I Learned to Count with Cotton Reels
Memories of an Irish village education in the 1950s
I learned to count with cotton reels.
There were one hundred of them in multicoloured loops around the classroom wall. I did not have to be cajoled to learn to count. Every day I would check. Yes, there were still ten pink ones at the beginning, then ten blue ones, then ten green ones and so on, the colours repeating themselves when my teacher’s paint box ran out of choices.
My introduction to formal education was in a tiny school in a village in Donegal, in 1955. The pounding breakers of Rossnowlagh were not too far away and the thought of them made us draw our benches closer round the turf fire on a dark winter’s day. Every pupil was expected to contribute to the turf fire, and we could be seen making our way up the village street to school with our bags on our backs and our piece of turf in our hand. If the piece you had was small you kept quiet, but if you had got a particularly impressive piece that morning it was quite socially acceptable to brag.
I didn’t like school at first, but life soon settled into a routine. My mother would plait my hair and tie it carefully with ribbons as she asked me my spellings. You could get smacked for getting one wrong – that happened to me once and at the time I thought it was the end of the world. I became a good speller, though.
My older brother was entrusted with taking me from our front door – which opened straight on to the street – up to the top of the village where the school nestled, half in the country, surrounded by trees. It was a two-teacher school, and the one big room was divided by what seemed to me to be huge sliding doors, floor to ceiling, which gave us some measure of separation from sight, but not from sound.
We tiny ones were round-eyed with alarm at the level of the sums and reading we heard going on in the other room. We would never be able to do all that! We were apprehensive about leaving our fair but strict lady teacher – the daughter of a village family down the street – and moving next door to the realms of The Master. The Master’s voice could get very angry indeed and sometimes we winced at the crack of the cane.
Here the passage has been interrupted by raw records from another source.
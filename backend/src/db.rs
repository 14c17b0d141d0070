use std::time::Duration;

use diesel::{
    prelude::*,
    r2d2::{ConnectionManager, Pool},
    PgConnection,
};

use crate::config::{DatabaseConfig, CONNECT_TIMEOUT_SECS};

pub type DbPool = Pool<ConnectionManager<PgConnection>>;

/// Idempotent: an existing `blog_posts` table is left untouched. `created_at`
/// stays nullable to match tables created by earlier deployments.
pub const CREATE_BLOG_POSTS: &str = r#"
    CREATE TABLE IF NOT EXISTS blog_posts (
        id SERIAL PRIMARY KEY,
        author_name VARCHAR(255) NOT NULL,
        author_email VARCHAR(255) NOT NULL,
        title VARCHAR(500) NOT NULL,
        content TEXT NOT NULL,
        created_at TIMESTAMP WITH TIME ZONE DEFAULT CURRENT_TIMESTAMP
    )
"#;

/// Build the bounded connection pool.
///
/// The pool is created without connecting, so an unreachable database shows up
/// as a checkout error on the first request instead of aborting startup.
pub fn get_connection_pool(config: &DatabaseConfig) -> DbPool {
    let manager = ConnectionManager::<PgConnection>::new(config.connection_string());
    Pool::builder()
        .max_size(config.pool_size)
        .connection_timeout(Duration::from_secs(CONNECT_TIMEOUT_SECS))
        .test_on_check_out(true)
        .build_unchecked(manager)
}

pub fn init_schema(conn: &mut PgConnection) -> QueryResult<()> {
    diesel::sql_query(CREATE_BLOG_POSTS).execute(conn)?;
    Ok(())
}

#[cfg(test)]
mod tests {
    use diesel::Column;

    use super::CREATE_BLOG_POSTS;
    use crate::schema::blog_posts;

    #[test]
    fn ddl_declares_every_mapped_column() {
        for name in [
            blog_posts::id::NAME,
            blog_posts::author_name::NAME,
            blog_posts::author_email::NAME,
            blog_posts::title::NAME,
            blog_posts::content::NAME,
            blog_posts::created_at::NAME,
        ] {
            assert!(CREATE_BLOG_POSTS.contains(name), "missing column {name}");
        }
    }

    #[test]
    fn ddl_is_create_if_absent_with_nullable_timestamp() {
        assert!(CREATE_BLOG_POSTS.contains("CREATE TABLE IF NOT EXISTS blog_posts"));
        assert!(!CREATE_BLOG_POSTS.contains("OR REPLACE"));
        assert!(CREATE_BLOG_POSTS
            .contains("created_at TIMESTAMP WITH TIME ZONE DEFAULT CURRENT_TIMESTAMP"));
    }
}
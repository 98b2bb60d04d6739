//! Shared builders for unit tests

use std::sync::{Arc, Mutex};

use async_trait::async_trait;

use chrono::Utc;
use k8s_openapi::api::apps::v1::{StatefulSet, StatefulSetSpec, StatefulSetStatus};
use k8s_openapi::api::core::v1::{Pod, PodCondition, PodSpec, PodStatus};
use kube::api::ObjectMeta;
use serde_json::json;

use cassandra_common::crd::{
    ActionName, ActionStatus, CassandraCluster, CassandraClusterSpec, CassandraClusterStatus,
    ClusterPhase, Datacenter, LastAction, Rack, RackStatus,
};
use cassandra_common::events::{ClusterEvent, EventPublisher};
use cassandra_common::Error;

/// Cluster `ring` in namespace `db`; each entry is (dc, nodes per rack, racks)
pub fn cluster(dcs: &[(&str, i32, &[&str])]) -> CassandraCluster {
    let mut spec: CassandraClusterSpec =
        serde_json::from_value(json!({})).expect("empty spec deserializes");
    spec.topology.dc = dcs
        .iter()
        .map(|(name, nodes, racks)| Datacenter {
            name: name.to_string(),
            nodes_per_racks: Some(*nodes),
            rack: racks
                .iter()
                .map(|r| Rack {
                    name: r.to_string(),
                    ..Default::default()
                })
                .collect(),
            ..Default::default()
        })
        .collect();
    let mut cc = CassandraCluster::new("ring", spec);
    cc.metadata.namespace = Some("db".to_string());
    cc.metadata.uid = Some("6f1d2c3b-0000-4000-8000-000000000001".to_string());
    cc.metadata.resource_version = Some("1".to_string());
    cc
}

/// Record the current spec as the accepted one
pub fn snapshot_of(mut cc: CassandraCluster) -> CassandraCluster {
    cc.annotate_last_applied()
        .expect("snapshot serializes");
    cc
}

/// Every rack Running and Done, cluster Running and Done
pub fn running_status(cc: &CassandraCluster) -> CassandraClusterStatus {
    let now = Utc::now();
    let mut status = CassandraClusterStatus {
        phase: ClusterPhase::Running,
        last_cluster_action: ActionName::Initializing,
        last_cluster_action_status: ActionStatus::Done,
        ..Default::default()
    };
    for dc_rack in cc.spec.dc_racks() {
        status.cassandra_rack_status.insert(
            dc_rack.key(),
            RackStatus {
                phase: ClusterPhase::Running,
                last_action: LastAction::start(ActionName::Initializing, ActionStatus::Done, now),
            },
        );
    }
    status
}

/// Bare StatefulSet with `replicas` requested and `ready` ready
pub fn statefulset(name: &str, replicas: i32, ready: i32) -> StatefulSet {
    StatefulSet {
        metadata: ObjectMeta {
            name: Some(name.to_string()),
            namespace: Some("db".to_string()),
            resource_version: Some("7".to_string()),
            generation: Some(1),
            ..Default::default()
        },
        spec: Some(StatefulSetSpec {
            replicas: Some(replicas),
            ..Default::default()
        }),
        status: Some(StatefulSetStatus {
            replicas,
            ready_replicas: Some(ready),
            updated_replicas: Some(ready),
            observed_generation: Some(1),
            current_revision: Some("rev-1".to_string()),
            update_revision: Some("rev-1".to_string()),
            ..Default::default()
        }),
    }
}

/// Give a built StatefulSet the status of a fully rolled out one
pub fn ready(mut sts: StatefulSet) -> StatefulSet {
    let replicas = sts.spec.as_ref().and_then(|s| s.replicas).unwrap_or(1);
    sts.metadata.resource_version = Some("7".to_string());
    sts.metadata.generation = Some(1);
    sts.status = statefulset("unused", replicas, replicas).status;
    sts
}

/// Running and ready pod with a stable DNS identity
pub fn running_pod(name: &str, subdomain: &str) -> Pod {
    Pod {
        metadata: ObjectMeta {
            name: Some(name.to_string()),
            namespace: Some("db".to_string()),
            ..Default::default()
        },
        spec: Some(PodSpec {
            hostname: Some(name.to_string()),
            subdomain: Some(subdomain.to_string()),
            ..Default::default()
        }),
        status: Some(PodStatus {
            phase: Some("Running".to_string()),
            pod_ip: Some("10.0.0.1".to_string()),
            conditions: Some(vec![PodCondition {
                type_: "Ready".to_string(),
                status: "True".to_string(),
                ..Default::default()
            }]),
            ..Default::default()
        }),
    }
}

/// A 404 as returned by the client layer
pub fn not_found(kind: &str, name: &str) -> Error {
    Error::not_found(kind, name)
}

/// A 409 from the API server
pub fn conflict() -> Error {
    Error::Kube {
        source: kube::Error::Api(kube::core::ErrorResponse {
            status: "Failure".to_string(),
            message: "the object has been modified".to_string(),
            reason: "Conflict".to_string(),
            code: 409,
        }),
    }
}

/// Collects every status handed to `patch_status`
#[derive(Clone, Default)]
pub struct StatusCapture {
    inner: Arc<Mutex<Vec<CassandraClusterStatus>>>,
}

impl StatusCapture {
    pub fn record(&self, status: CassandraClusterStatus) {
        self.inner
            .lock()
            .expect("mutex should not be poisoned")
            .push(status);
    }

    pub fn last(&self) -> Option<CassandraClusterStatus> {
        self.inner
            .lock()
            .expect("mutex should not be poisoned")
            .last()
            .cloned()
    }
}

/// Collects every published event
#[derive(Clone, Default)]
pub struct EventCapture {
    inner: Arc<Mutex<Vec<ClusterEvent>>>,
}

impl EventCapture {
    pub fn last(&self) -> Option<ClusterEvent> {
        self.inner
            .lock()
            .expect("mutex should not be poisoned")
            .last()
            .cloned()
    }
}

#[async_trait]
impl EventPublisher for EventCapture {
    async fn publish(&self, _cluster: &CassandraCluster, event: ClusterEvent) {
        self.inner
            .lock()
            .expect("mutex should not be poisoned")
            .push(event);
    }
}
There must have been about three different classes on our side of the partition. The big ones sat most of the day on the desks at the back, right against The Master’s room. The wee ones and the middling ones swopped places during the day. There were benches set out on three sides of a square round the fire and this is where we started, with much jostling and chatter before the teacher called us to attention.
This was where we did our spellings and our tables. I always hoped I would be asked to count the cotton reels because they were my favourite things in the whole room. The blackboard stood on an easel to one side of the fire. When the spellings were over and the teacher wrote a sum on the board and picked a pupil to do it aloud, I shrank as small as I could and wished myself anywhere else.
When this stage of the morning was finished, we swopped with the middling pupils who had occupied the first few rows of desks. These were very long desks and much carved upon over the years. It is strange to see benches like them in history and folk parks now. There was always quite an interlude if someone sitting in the middle of one of these benches was called up to the teacher or needed to go to the toilet. The whole row of children had to be unpacked and packed again.
When we sat at these desks, each of us had a slate on which to write. These were not perfect slates; they were uneven and broken over the years. There was the odd furtive tussle as someone who had got a good slate tried to hold on to it. I remember that the writing implements were not exactly chalk. They seemed to be much scratchier than chalk and made a thin, squeaky line on our slates.
A trip to the toilet was not the same experience as it is in school today. There was a little hut out the back, not an inconsiderable distance away, and this had to be reached through the mud and snow of winter as well as the sun and rain of summer. Inside was a wooden bench with a hole in it. And it smelled.
This was one of the things I did not miss when, after I had been at school for only a year, we moved to Belfast. I was sent to a large suburban primary school and was totally disorientated. I was just coming to terms with what school was – classmates that I knew from the street, turf fires, long benches, slates and cotton reels – when all of a sudden it seemed that that wasn’t what it was at all. Here were strangers; each class had a whole room and I had to find mine down a long corridor; nobody asked had you forgotten your piece of turf; the huge playground was a whirl of shouting and running; I had no idea what family the teacher came from. And there were so many teachers,
Rather than drowning, I struck out with the resilience of childhood and learned to swim in this new sea. But I never ceased to miss the comfort of the turf smoke and the cotton reels draped around the walls of that little schoolhouse in Donegal.
And I never saw the other side of those huge sliding doors.